Nathalie Baye est décédée à l'âge de 77 ans, laissant derrière elle une œuvre impressionnante qui a fait trembler les écrans du monde entier. Évoquant des figures marquantes du cinéma allant de François Truffaut à Xavier Dolan, cet article se penche sur six films cultes qui témoignent de son talent indéniable.
Ce tragique événement a été confirmé par ses proches le 17 avril, et selon sa fille Laura Smet, l’actrice s’est éteinte dans son domicile parisien des suites de la maladie à corps de Lewy. Sa filmographie impressionnante, qui compte plus de cent films, a été saluée par Catherine Pégard, ministre de la Culture, comme étant "une longue page de l'histoire du cinéma français".
La carrière de Nathalie Baye a été marquée par sa capacité à jongler entre différents genres, allant des films d'art et essai aux comédies populaires. Elle a réussi à établir sa renommée au travers de collaborations avec des cinéastes de renoms, tant en France qu’à l’international.
"La Nuit américaine", de François Truffaut, 1973
Sa carrière débute en 1973 avec Brève rencontre à Paris, suivie de La Nuit américaine sous la direction de François Truffaut. Ce film a non seulement remporté un Oscar, mais elle a également déclaré que Truffaut lui avait "appris à aimer le cinéma pour la vie". Elle aurait même partagé avec Vanity Fair ses souvenirs de tournage, où ses difficultés de dyslexie la menaient à des répliques inversées.

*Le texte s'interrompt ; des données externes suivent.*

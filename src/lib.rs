//! NB-IoT pulse-sensor node: samples heart rate, aggregates it into
//! fixed windows and publishes max/mid/min over MQTT through a SIM7020
//! modem.

pub mod backoff;
pub mod clock;
pub mod config;
pub mod connectivity;
pub mod error;
pub mod mqtt;
pub mod parser;
pub mod protocol;
pub mod pulse;
pub mod scheduler;
pub mod telemetry;
pub mod uart;

#[cfg(test)]
mod testing;
use log::{debug, info, warn};
use std::io::{Read, Write};
use std::time::Duration;

use crate::config::{MQTT_BUFFER_SIZE, MQTT_COMMAND_TIMEOUT_MS, MqttConfig, NodeConfig};
use crate::connectivity::ConnectivityManager;
use crate::error::{AtError, UplinkError};
use crate::parser::{parse_cmqdiscon, parse_cmqnew};
use crate::protocol::UplinkMessage;
use crate::uart::AtModem;

/// Broker session on top of the modem's built-in MQTT client.
pub struct MqttUplink {
    config: MqttConfig,
    timeout: Duration,
    session: Option<u8>,
    session_epoch: u32,
}

impl MqttUplink {
    pub fn new(config: &NodeConfig) -> Self {
        Self {
            config: config.mqtt.clone(),
            timeout: Duration::from_millis(MQTT_COMMAND_TIMEOUT_MS),
            session: None,
            session_epoch: 0,
        }
    }

    pub fn is_session_open(&self) -> bool {
        self.session.is_some()
    }

    /// Publish one message, at most once. Never re-attaches the network;
    /// only opens a broker session when none is open.
    pub fn publish<T: Read + Write>(
        &mut self,
        conn: &mut ConnectivityManager<T>,
        message: &UplinkMessage,
    ) -> Result<(), UplinkError> {
        let epoch = conn.link_epoch();
        let modem = conn.channel()?;
        if self.session.is_some() && self.session_epoch != epoch {
            debug!("Network re-attached since the MQTT session was opened");
            self.session = None;
        }
        self.session_epoch = epoch;

        let result = self.publish_on(modem, message);

        if let Err(UplinkError::Transport(e)) = &result {
            warn!("Publish to '{}' failed on transport: {e}", message.topic);
            self.session = None;
            conn.mark_link_lost();
        }
        result
    }

    /// Best-effort close of the broker session.
    pub fn disconnect<T: Read + Write>(&mut self, conn: &mut ConnectivityManager<T>) {
        let Some(id) = self.session.take() else {
            return;
        };
        if let Ok(modem) = conn.channel()
            && let Err(e) = modem.command(&format!("AT+CMQDISCON={id}"))
        {
            debug!("MQTT disconnect failed: {e}");
        }
    }

    fn publish_on<T: Read + Write>(
        &mut self,
        modem: &mut AtModem<T>,
        message: &UplinkMessage,
    ) -> Result<(), UplinkError> {
        self.note_dropped_session(modem);

        let id = match self.session {
            Some(id) => id,
            None => self.open_session(modem)?,
        };

        let hex = message.hex_payload();
        let cmd = format!(
            "AT+CMQPUB={},\"{}\",{},{},0,{},\"{}\"",
            id,
            message.topic,
            u8::from(message.qos),
            message.retained as u8,
            hex.len(),
            hex
        );

        let result = modem
            .command_with_timeout(&cmd, self.timeout)
            .map_err(|e| broker_error(e, &format!("publish to '{}'", message.topic)));
        self.note_dropped_session(modem);
        result?;

        debug!("Published '{}' to {}", message.payload, message.topic);
        Ok(())
    }

    fn open_session<T: Read + Write>(&mut self, modem: &mut AtModem<T>) -> Result<u8, UplinkError> {
        let new_cmd = format!(
            "AT+CMQNEW=\"{}\",\"{}\",{},{}",
            self.config.broker, self.config.port, MQTT_COMMAND_TIMEOUT_MS, MQTT_BUFFER_SIZE
        );
        let lines = modem
            .command_with_timeout(&new_cmd, self.timeout)
            .map_err(|e| broker_error(e, "broker connection"))?;
        let id = lines
            .iter()
            .find_map(|l| parse_cmqnew(l))
            .ok_or_else(|| AtError::Malformed {
                command: "AT+CMQNEW".to_string(),
                line: lines.join(" | "),
            })?;

        let con_cmd = format!(
            "AT+CMQCON={},3,\"{}\",{},1,0,\"{}\",\"{}\"",
            id,
            self.config.client_id,
            self.config.keepalive_secs,
            self.config.username,
            self.config.password
        );
        modem
            .command_with_timeout(&con_cmd, self.timeout)
            .map_err(|e| broker_error(e, "broker login"))?;

        info!(
            "MQTT session {id} open to {}:{}",
            self.config.broker, self.config.port
        );
        self.session = Some(id);
        Ok(id)
    }

    fn note_dropped_session<T: Read + Write>(&mut self, modem: &mut AtModem<T>) {
        for line in modem.take_unsolicited() {
            if let Some(id) = parse_cmqdiscon(&line)
                && self.session == Some(id)
            {
                warn!("Broker dropped MQTT session {id}");
                self.session = None;
            }
        }
    }
}

// A modem-side rejection of an MQTT command is the broker's verdict
fn broker_error(err: AtError, what: &str) -> UplinkError {
    match err {
        AtError::Rejected { detail, .. } => {
            UplinkError::Protocol(format!("{what} rejected: {detail}"))
        }
        other => other.into(),
    }
}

"Sauve qui peut (la vie)", de Jean-Luc Godard, 1981
En 1981, Jean-Luc Godard lui attribue son premier César dans un second rôle avec Sauve qui peut (la vie). Un an plus tard, elle remporte son deuxième César grâce à Une étrange affaire, un film de Pierre Granier-Deferre.
La Balance de Bob Swaim, 1982
Nathalie Baye s'illustre à nouveau en 1983 avec La Balance, où elle incarne une prostituée, récoltant un troisième César, une reconnaissance des plus prisées dans le milieu du cinéma français.

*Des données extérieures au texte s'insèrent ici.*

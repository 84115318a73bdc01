use log::{debug, trace, warn};
use serialport::SerialPort;
use std::io::{ErrorKind, Read, Write};
use std::rc::Rc;
use std::time::Duration;

use crate::clock::Clock;
use crate::config::SERIAL_TIMEOUT_MS;
use crate::error::{AtError, UplinkError};
use crate::parser::parse_cme_error;

const READ_IDLE_MS: u64 = 10;
const HANDSHAKE_ATTEMPTS: u32 = 5;
// Longest partial line kept while waiting for its terminator
const MAX_PENDING_BYTES: usize = 2048;
// Upper bound on reads spent flushing leftovers before a command
const MAX_DRAIN_READS: usize = 64;

// Lines the modem may emit at any time, independent of the command in flight
const URC_PREFIXES: [&str; 3] = ["+CMQDISCON:", "+CMQPUB:", "*MATREADY"];

pub fn open_port(path: &str, baud_rate: u32) -> Result<Box<dyn SerialPort>, UplinkError> {
    serialport::new(path, baud_rate)
        .timeout(Duration::from_millis(SERIAL_TIMEOUT_MS))
        .open()
        .map_err(|e| UplinkError::Transport(format!("failed to open port '{path}': {e}")))
}

pub fn available_ports() -> Vec<String> {
    serialport::available_ports()
        .map(|ports| ports.iter().map(|p| p.port_name.clone()).collect())
        .unwrap_or_else(|_| vec![])
}

/// Line-oriented AT command channel over any byte stream.
pub struct AtModem<T> {
    port: T,
    clock: Rc<dyn Clock>,
    command_timeout: Duration,
    dump: bool,
    buffer: String,
    unsolicited: Vec<String>,
}

impl<T: Read + Write> AtModem<T> {
    pub fn new(port: T, clock: Rc<dyn Clock>, command_timeout: Duration, dump: bool) -> Self {
        Self {
            port,
            clock,
            command_timeout,
            dump,
            buffer: String::new(),
            unsolicited: Vec::new(),
        }
    }

    /// Send `cmd` and wait for its final result code. Returns the
    /// intermediate response lines on `OK`.
    pub fn command(&mut self, cmd: &str) -> Result<Vec<String>, AtError> {
        self.command_with_timeout(cmd, self.command_timeout)
    }

    pub fn command_with_timeout(
        &mut self,
        cmd: &str,
        timeout: Duration,
    ) -> Result<Vec<String>, AtError> {
        self.drain_port()?;
        self.discard_stale_lines();

        if self.dump {
            debug!(target: "at", ">> {cmd}");
        }
        self.port.write_all(format!("{cmd}\r\n").as_bytes())?;
        self.port.flush()?;

        self.wait_for_result(cmd, timeout)
    }

    /// Poke the modem with `AT` until it answers.
    pub fn handshake(&mut self) -> Result<(), AtError> {
        let mut last_err = AtError::Timeout("AT".to_string());
        for _ in 0..HANDSHAKE_ATTEMPTS {
            match self.command("AT") {
                Ok(_) => return Ok(()),
                Err(AtError::Io(e)) => return Err(AtError::Io(e)),
                Err(e) => last_err = e,
            }
        }
        Err(last_err)
    }

    /// Unsolicited result codes collected since the last call.
    pub fn take_unsolicited(&mut self) -> Vec<String> {
        std::mem::take(&mut self.unsolicited)
    }

    fn wait_for_result(&mut self, cmd: &str, timeout: Duration) -> Result<Vec<String>, AtError> {
        let started = self.clock.now_ms();
        let timeout_ms = timeout.as_millis() as u64;
        let mut lines = Vec::new();
        let mut serial_buf = [0u8; 256];

        loop {
            while let Some(line) = self.next_line() {
                // Skip blank lines and command echo
                if line.is_empty() || line == cmd {
                    continue;
                }
                if self.dump {
                    debug!(target: "at", "<< {line}");
                }

                if line == "OK" {
                    return Ok(lines);
                }
                if line == "ERROR" {
                    return Err(AtError::Rejected {
                        command: cmd.to_string(),
                        detail: line,
                    });
                }
                if let Some(code) = parse_cme_error(&line) {
                    return Err(AtError::Rejected {
                        command: cmd.to_string(),
                        detail: format!("CME ERROR {code}"),
                    });
                }
                if is_unsolicited(&line) {
                    self.unsolicited.push(line);
                    continue;
                }
                lines.push(line);
            }

            if self.clock.now_ms().saturating_sub(started) > timeout_ms {
                return Err(AtError::Timeout(cmd.to_string()));
            }

            match self.port.read(&mut serial_buf) {
                Ok(n) if n > 0 => self.push_bytes(&serial_buf[..n]),
                Ok(_) => self.clock.sleep(Duration::from_millis(READ_IDLE_MS)),
                Err(ref e) if matches!(e.kind(), ErrorKind::TimedOut | ErrorKind::WouldBlock) => {
                    self.clock.sleep(Duration::from_millis(READ_IDLE_MS));
                }
                Err(e) => return Err(AtError::Io(e)),
            }
        }
    }

    // Late replies to a timed-out command may still sit in the port
    fn drain_port(&mut self) -> Result<(), AtError> {
        let mut serial_buf = [0u8; 256];
        for _ in 0..MAX_DRAIN_READS {
            match self.port.read(&mut serial_buf) {
                Ok(0) => break,
                Ok(n) => self.push_bytes(&serial_buf[..n]),
                Err(ref e) if matches!(e.kind(), ErrorKind::TimedOut | ErrorKind::WouldBlock) => {
                    break;
                }
                Err(e) => return Err(AtError::Io(e)),
            }
        }
        Ok(())
    }

    fn push_bytes(&mut self, bytes: &[u8]) {
        self.buffer.push_str(&String::from_utf8_lossy(bytes));
        if self.buffer.len() > MAX_PENDING_BYTES && !self.buffer.contains('\n') {
            warn!("Dropping {} bytes of unterminated modem output", self.buffer.len());
            self.buffer.clear();
        }
    }

    fn next_line(&mut self) -> Option<String> {
        let pos = self.buffer.find('\n')?;
        let line = self.buffer.drain(..=pos).collect::<String>();
        Some(line.trim().to_string())
    }

    // Leftovers from an earlier exchange must not answer the next command
    fn discard_stale_lines(&mut self) {
        while let Some(line) = self.next_line() {
            if is_unsolicited(&line) {
                self.unsolicited.push(line);
            } else if !line.is_empty() {
                trace!(target: "at", "discarding stale line: {line}");
            }
        }
    }
}

fn is_unsolicited(line: &str) -> bool {
    URC_PREFIXES.iter().any(|prefix| line.starts_with(prefix))
}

"Vénus Beauté (Institut)" de Tonie Marshall, 1999
En 1999, son rôle dans Vénus Beauté (Institut) témoigne de son éventail de talents, lui permettant d’explorer des facettes différentes de son jeu d'actrice. Baye a exprimé son désir de ne pas être reconnue que pour ses rôles habituels, cherchant ainsi à diversifier ses performances.
"Arrête-moi si tu peux" de Steven Spielberg, 2002
Bien que moins connue à Hollywood que certaines de ses contemporaines, Nathalie Baye a eu l'honneur d'être la première Française à travailler avec Steven Spielberg dans Arrête-moi si tu peux, renforçant ainsi sa notoriété à l'étranger. Son rôle de mère de Leonardo DiCaprio lui a ouvert les portes de l’international.
"Juste la fin du monde" de Xavier Dolan, 2016
Aux côtés de Xavier Dolan, elle complète son parcours avec des films comme Lawrence anyways et Juste la fin du monde, où elle incarne une mère complexe, oscillant entre dignité et déchéance. Offrant une performance qui a été résumée par Dolan comme presque méconnaissable, elle a su naviguer avec finesse entre émotion et vérité.
En conclusion, Nathalie Baye a prouvé tout au long de sa carrière qu'elle ne se limitait pas à un seul registre, alternant entre grosses productions et films d'art. Son dernier rôle a été dans Alibi.com et sa suite, marquant ainsi la fin d'un parcours éblouissant dans le monde du cinéma.